I’ve been saying for a while now that MacPhail’s ability to improve the TEAM far outweighs his ability to improve the FRANCHISE.  It’s probably not even in MacPhail’s job description to get fans back in the ballpark…it’s certainly not his obligation to get the O’s to stop this petty fight with the Stadium Authority and get a new Video Scoreboard before the current one catches fire in the middle of a game …and he’s probably NOT that concerned with how the ushers treat the fans…and I can’t assume he’s going to get worked up about the team’s silly, bush-league and senseless policies with the local media that keep people like MacPhail from talking to the fans through the local press.  And I can’t imagine that MacPhail is even remotely worried about putting the word “BALTIMORE” back in the team logo – it was removed by his boss in 1995 – and/or on the front of the team’s away uniforms.

In fact, it’s probably easier to make a trade with the White Sox than it is to convince Peter, Greg Bader and all of the other marketing experts at the Warehouse who think it’s unwise to put Baltimore on the road jerseys as a mechanism for re-storing some small connection with the fans the team has abandoned over the last 10 years.  After all, as Bader said a month ago, “the team will not allow a vocal minority of fans or media to push forward an agenda…”  How true – why let the great unwashed have a say in anything?

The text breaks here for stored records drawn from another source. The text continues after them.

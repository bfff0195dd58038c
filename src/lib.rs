//! # Judgment Search Client Core
//!
//! ## Overview
//! This library implements the client-side core of a legal-judgment search
//! application: the canonical search-parameter state machine, a cancellable
//! fetch lifecycle against a remote search API, defensive decoding of the
//! optional-field-laden judgment summary structure, and compact page-number
//! generation for pagination controls.
//!
//! ## Architecture
//! The system is composed of several key modules:
//! - `query`: Search-parameter state machine and the has-searched flag
//! - `fetcher`: Cancellable fetch lifecycle with a single pending-request slot
//! - `backend`: Trait seam over the remote HTTP search API
//! - `model`: Wire types for results, summaries, and facets
//! - `pagination`: Compact page-number list with gap markers
//! - `pdf`: Single-attempt PDF URL resolution
//! - `session`: Glue between controller, fetcher, and the published view state
//! - `config`: Configuration management and settings
//! - `errors`: Centralized error handling and types
//!
//! ## Input/Output Specification
//! - **Input**: User search input (query text, filters, page selection)
//! - **Output**: A renderable view snapshot (results, total, facets, loading)
//! - **Guarantee**: Of all fetches issued, only the most recently issued one
//!   may ever publish a result, regardless of completion order
//!
//! ## Usage
//! ```rust,no_run
//! use judgment_search_client::{Config, SearchSession};
//!
//! #[tokio::main]
//! async fn main() -> Result<(), Box<dyn std::error::Error>> {
//!     let config = Config::from_file("config.toml")?;
//!     let session = SearchSession::from_config(&config)?;
//!     session.set_query_text("contract").await;
//!     session.submit().await;
//!     let view = session.view();
//!     println!("{} of {} results", view.results.len(), view.total);
//!     Ok(())
//! }
//! ```

// Core modules
pub mod backend;
pub mod config;
pub mod errors;
pub mod fetcher;
pub mod model;
pub mod pagination;
pub mod pdf;
pub mod query;
pub mod session;

// Re-exports for convenience
pub use config::Config;
pub use errors::{Result, SearchError};
pub use fetcher::{FetchOutcome, ResultFetcher};
pub use model::{JudgmentSummaryRef, SearchOutcome};
pub use pagination::{compact_page_markers, PageMarker};
pub use query::{QueryController, QueryEvent, SearchParameters};
pub use session::{SearchSession, ViewSnapshot};

use serde::{Deserialize, Serialize};

/// Unique identifier for judgment documents, assigned by the backend index
pub type DocId = String;

/// Number of results per page; fixed by the search API contract
pub const PAGE_SIZE: u32 = 10;

/// Court filter values recognized by the search API
#[derive(Debug, Clone, Copy, PartialEq, Eq, Serialize, Deserialize)]
pub enum Court {
    /// Supreme Court
    SC,
    /// High Court
    HC,
}

impl Court {
    /// Wire value sent as the `court` query parameter
    pub fn as_str(&self) -> &'static str {
        match self {
            Court::SC => "SC",
            Court::HC => "HC",
        }
    }
}

/// Result ordering requested from the search API
#[derive(Debug, Clone, Copy, PartialEq, Eq, Serialize, Deserialize)]
#[serde(rename_all = "lowercase")]
pub enum SortOrder {
    Asc,
    Desc,
}

impl SortOrder {
    /// Wire value sent as the `sortOrder` query parameter
    pub fn as_str(&self) -> &'static str {
        match self {
            SortOrder::Asc => "asc",
            SortOrder::Desc => "desc",
        }
    }
}

impl Default for SortOrder {
    fn default() -> Self {
        SortOrder::Desc
    }
}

MacPhail will soon learn – starting tomorrow night – that this city doesn’t resemble the one his dad worked in four decades ago.  The baseball team’s position in the community has changed dramatically – and not for the better.  And although he signed on to fix the team ON THE FIELD, their problems OFF THE FIELD are far greater and require much more attention than just one experienced, eager suit-wearing executive.  To fix this team OFF THE FIELD, a group of marketing and PR people need to arrive at that stadium every day with their sleeves rolled up – ready to get dirty.  They need to find some people who care.  And they need to find people who care enough to want to fix what’s wrong.

Unfortunately, tomorrow night and Wednesday and Thursday, MacPhail will see first-hand that not enough people in town care.  What should be crowds of 40,000 per-night, minimum, will more likely be three crowds of 30,000 or so.  And make no mistake about it, 65% of the human beings in that stadium this week will be rooting for Jeter, A-Rod and “Rajah”.

It’s the way it is these days.  Nothing can change it at this point.  It will be embarrassing, as always.  But best of all, it will give Andy MacPhail a true glimpse at how far this franchise has sunk.

Win or lose this week, Andy MacPhail will realize this battle is much, much more than just beating the Yankees, Blue Jays, Red Sox, etc.

It’s about re-storing pride.

And if he wants to see what it’s like for a city to be proud of its baseball team, he’ll get an eyeful this week when the Yankees invade Camden Yards.

Take notes, Andy.

The ones who care will be wearing the hats with “NY” on the front.

Those who don’t care – won’t be there.